Other than those high points (the “Li-Po-Li” sequence seems to have been
digitally restored but in a way that was faithful to the limits of two-strip,
including the inability to reproduce blues and the turquoise-and-salmon scheme
most two-strip films adopted to get around it, rather than just turning it into
modern-looking color), The Show of Shows is a slow-moving musical with all too many numbers lasting way too long for their own good, but it’s still
historically important and culturally fascinating, and it’s lucky that we have
it even in this limited form (if the whole film — or at least as much of it as
was in color originally — survived in color it would probably seem a lot
better; black-and-white versions of two-strip movies tend to reduce everything
to a level of grey-on-grey murkiness), and it’s also noteworthy as almost certainly
the first film to feature Black and white dancers performing together on screen
in the final number.

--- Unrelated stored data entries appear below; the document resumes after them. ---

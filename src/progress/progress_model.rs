use serde::{Deserialize, Serialize};

use crate::error::ProgressError;

/// Separator used when diagnostics are reported as one block of text.
pub const MESSAGE_SEPARATOR: &str = "\n";

/// Progress of a scenario after some number of actions.
///
/// Values are never mutated in place: each applied action consumes the
/// previous outcome and produces the next one. `Failing` is absorbing.
#[derive(Debug, Clone, PartialEq)]
pub enum Outcome<S> {
    Passing(S),
    Flagging(S, Vec<String>),
    Failing(S, Vec<String>),
}

impl<S> Outcome<S> {
    pub fn state(&self) -> &S {
        match self {
            Outcome::Passing(s) | Outcome::Flagging(s, _) | Outcome::Failing(s, _) => s,
        }
    }

    pub fn into_state(self) -> S {
        self.into_parts().0
    }

    /// Accumulated diagnostics, oldest first. Empty while passing.
    pub fn messages(&self) -> &[String] {
        match self {
            Outcome::Passing(_) => &[],
            Outcome::Flagging(_, m) | Outcome::Failing(_, m) => m,
        }
    }

    pub fn into_parts(self) -> (S, Vec<String>) {
        match self {
            Outcome::Passing(s) => (s, Vec::new()),
            Outcome::Flagging(s, m) | Outcome::Failing(s, m) => (s, m),
        }
    }

    pub fn is_passing(&self) -> bool {
        matches!(self, Outcome::Passing(_))
    }

    pub fn is_flagging(&self) -> bool {
        matches!(self, Outcome::Flagging(..))
    }

    pub fn is_failing(&self) -> bool {
        matches!(self, Outcome::Failing(..))
    }

    pub fn status(&self) -> &'static str {
        match self {
            Outcome::Passing(_) => "passing",
            Outcome::Flagging(..) => "flagging",
            Outcome::Failing(..) => "failing",
        }
    }

    /// Host-facing result of a terminal outcome.
    pub fn verdict(&self) -> Verdict {
        match self {
            Outcome::Passing(_) => Verdict::Passed,
            Outcome::Flagging(_, m) => Verdict::DeferredFailure(m.join(MESSAGE_SEPARATOR)),
            Outcome::Failing(_, m) => Verdict::Failed(m.join(MESSAGE_SEPARATOR)),
        }
    }
}

/// Pass / deferred-fail / fail as reported to a test host.
#[derive(Debug, Clone, PartialEq, Eq, Serialize, Deserialize)]
#[serde(tag = "status", content = "message", rename_all = "snake_case")]
pub enum Verdict {
    Passed,
    DeferredFailure(String),
    Failed(String),
}

impl Verdict {
    pub fn is_passed(&self) -> bool {
        matches!(self, Verdict::Passed)
    }

    pub fn message(&self) -> Option<&str> {
        match self {
            Verdict::Passed => None,
            Verdict::DeferredFailure(m) | Verdict::Failed(m) => Some(m),
        }
    }
}

/// Error returned by an action task.
///
/// A warning may carry the state the task reached before it gave up; the
/// evaluator continues from that state instead of the previous one.
#[derive(Debug, Clone, PartialEq)]
pub struct TaskFailure<S> {
    pub error: ProgressError,
    pub state: Option<S>,
}

impl<S> TaskFailure<S> {
    pub fn warning(message: impl Into<String>) -> Self {
        ProgressError::Warning(message.into()).into()
    }

    pub fn incorrect_screen(message: impl Into<String>) -> Self {
        ProgressError::IncorrectScreen(message.into()).into()
    }

    pub fn other(message: impl Into<String>) -> Self {
        ProgressError::Unknown(message.into()).into()
    }

    pub fn with_state(mut self, state: S) -> Self {
        self.state = Some(state);
        self
    }
}

impl<S> From<ProgressError> for TaskFailure<S> {
    fn from(error: ProgressError) -> Self {
        Self { error, state: None }
    }
}

impl<S> std::fmt::Display for TaskFailure<S> {
    fn fmt(&self, f: &mut std::fmt::Formatter<'_>) -> std::fmt::Result {
        write!(f, "{}", self.error)
    }
}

Charles and I watched with astonishment as some Black
chorines turned up in the finale, “Lady Luck,” without any explanation or big
to-do — perhaps Warners stuck some Black people in the last number after noting
how Ethel Waters had become the star of their previous big musical, On with
the Show! (and with that film also surviving only in black-and-white,
Waters looms larger than ever if only because her dark skin survived the
transition from glowing two-strip to murky B&W better than the white cast
members’ lighter hues!) — nice to know that Old Hollywood wasn’t always quite so racist as it’s portrayed (indeed, there’s an
edgy joke about the Japanese actor Kamiyama Sojin — the screen’s second Charlie
Chan — who, after he makes a guest appearance and leaves, one of the whites
tells another of the whites not to associate with “that kind of actor,” which depending on how you read it
can be either a racist joke or an anti-racist one).